Athens-based NGO think-tank diaNEOsis highlighted the significant poverty disparities between the wider Athens region and other Greek areas in a special analysis published today.
According to the findings of the report, poverty rates in the wider Athens area and the South Aegean were consistently lower than the national average.
As the analysis notes, changes in GDP don’t necessarily reflect the economic condition of households in a region. The data illustrates, among other things, the significant disparities between Attica and the rest of Greece, which appear to be widening over time—the difference from the national average was 13% in 2017 and more than doubled to 32% in 2022. Among other regions, only the South Aegean consistently shows a positive difference in disposable income for most of the period examined.
The authors of the analysis adopted Eurostat’s definition of poverty, “the percentage of individuals with an equivalent disposable income below 60% of the median equivalent disposable income.”
Similar trends are observed in the regions of Crete and, to a lesser extent, in Epirus and the Ionian Islands. Conversely, the regions of Eastern Macedonia and Thrace, Central Macedonia, Western Macedonia, Western Greece, and the Peloponnese have poverty rates that are persistently higher than the national average.
Income and GDP Analysis
Apart from Eurostat’s definition of poverty, the analysis uses data from the Income and Living Conditions Survey (SILC), conducted across Europe by Eurostat and in Greece by ELSTAT. This detailed survey covers many aspects of household living standards and is conducted on a rolling sample, with only ¼ of the sample replaced each year.

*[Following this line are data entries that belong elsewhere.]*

//! 工作流错误类型
//!
//! 各层各有 thiserror 枚举（LlmError、GraphError），在这里汇总为 WorkflowError；
//! 状态约束被违反时返回 StateError。

use thiserror::Error;

use crate::core::report::CheckKind;
use crate::graph::GraphError;
use crate::llm::LlmError;

/// 会话状态约束被违反
#[derive(Error, Debug, Clone, PartialEq, Eq)]
pub enum StateError {
    #[error("{0} result already recorded")]
    SlotAlreadyFilled(CheckKind),

    #[error("final answer already set")]
    FinalAnswerAlreadySet,
}

/// 工作流运行中的错误（对外的 answer() 不会返回它，只会写入 error_message）
#[derive(Error, Debug)]
pub enum WorkflowError {
    #[error("LLM error: {0}")]
    Llm(#[from] LlmError),

    #[error("Graph error: {0}")]
    Graph(#[from] GraphError),

    #[error("Invalid workflow configuration: {0}")]
    InvalidConfiguration(String),
}
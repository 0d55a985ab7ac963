//! 推理服务客户端抽象
//!
//! 所有后端（OpenAI 兼容 / Mock）实现 LlmClient：complete(prompt, max_tokens) -> text。
//! 服务本身不保证输出格式，结构化校验由调用方负责（见 llm::json）。
//! RetryingLlmClient 在客户端层包一层指数退避重试，决策逻辑保持无重试。

use std::sync::Arc;

use async_trait::async_trait;
use thiserror::Error;

use crate::core::retry::{retry_with_backoff, RetryPolicy};
use crate::llm::Message;

/// 推理服务调用错误
#[derive(Error, Debug, Clone, PartialEq)]
pub enum LlmError {
    #[error("request failed: {0}")]
    Request(String),

    #[error("rate limited, retry after {retry_after_ms}ms")]
    RateLimited { retry_after_ms: u64 },

    #[error("request timed out")]
    Timeout,

    #[error("service unavailable: {0}")]
    Unavailable(String),

    #[error("empty response")]
    EmptyResponse,
}

impl LlmError {
    /// 是否值得在客户端层重试（连接/限流/超时/服务不可用）
    pub fn is_transient(&self) -> bool {
        matches!(
            self,
            LlmError::RateLimited { .. } | LlmError::Timeout | LlmError::Unavailable(_)
        )
    }
}

/// 推理服务客户端 trait
#[async_trait]
pub trait LlmClient: Send + Sync {
    /// 非流式完成：messages 为完整上下文，max_tokens 为本次输出上限
    async fn complete(&self, messages: &[Message], max_tokens: u32) -> Result<String, LlmError>;

    /// 单条 user prompt 的便捷调用
    async fn complete_prompt(&self, prompt: &str, max_tokens: u32) -> Result<String, LlmError> {
        self.complete(&[Message::user(prompt)], max_tokens).await
    }

    /// 获取累计 token 使用统计：(prompt_tokens, completion_tokens, total_tokens)
    /// 默认返回 (0, 0, 0)，具体实现可覆盖
    fn token_usage(&self) -> (u64, u64, u64) {
        (0, 0, 0)
    }
}

/// 带重试的客户端包装：对瞬时错误做上限指数退避
pub struct RetryingLlmClient {
    inner: Arc<dyn LlmClient>,
    policy: RetryPolicy,
}

impl RetryingLlmClient {
    pub fn new(inner: Arc<dyn LlmClient>, policy: RetryPolicy) -> Self {
        Self { inner, policy }
    }
}

#[async_trait]
impl LlmClient for RetryingLlmClient {
    async fn complete(&self, messages: &[Message], max_tokens: u32) -> Result<String, LlmError> {
        let inner = &self.inner;
        retry_with_backoff(&self.policy, "llm completion", LlmError::is_transient, move || {
            inner.complete(messages, max_tokens)
        })
        .await
    }

    fn token_usage(&self) -> (u64, u64, u64) {
        self.inner.token_usage()
    }
}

The analysis, covering the period from 2017 to 2022, found that “the regions of the Ionian Islands, South Aegean, Western Macedonia, and Crete appear to have been more affected, as their economic activity relies on sectors that were either hit by the pandemic (such as tourism) or influenced by other decisions, like the de-lignitization of power production affecting Western Macedonia.”
The analysis also attempts to capture the impact of the pandemic by isolating poverty rates from 2019 and 2020 and examining their deviations from the national average. The authors observed that the impact of the pandemic on poverty was asymmetric among the country’s regions, stressing that better-off regions before the pandemic remained so in 2020, with the exception of the Ionian Islands region.
Between 2019 and 2020, the national poverty gap in Greece increased from 2.6 to 2.8. At the regional level, in 2019, this gap was smaller than the national poverty gap in 8 out of the 13 regions (with three of these regions being quite close to the national average).
The report concludes that the notable discrepancies between Attica and the other regions underscore the significant gap between the capital and the rest of Greece, both in the effects of the pandemic and more broadly. Additionally, the notable differences among regional indicators emphasize the importance of better-designed poverty alleviation policies at the regional level.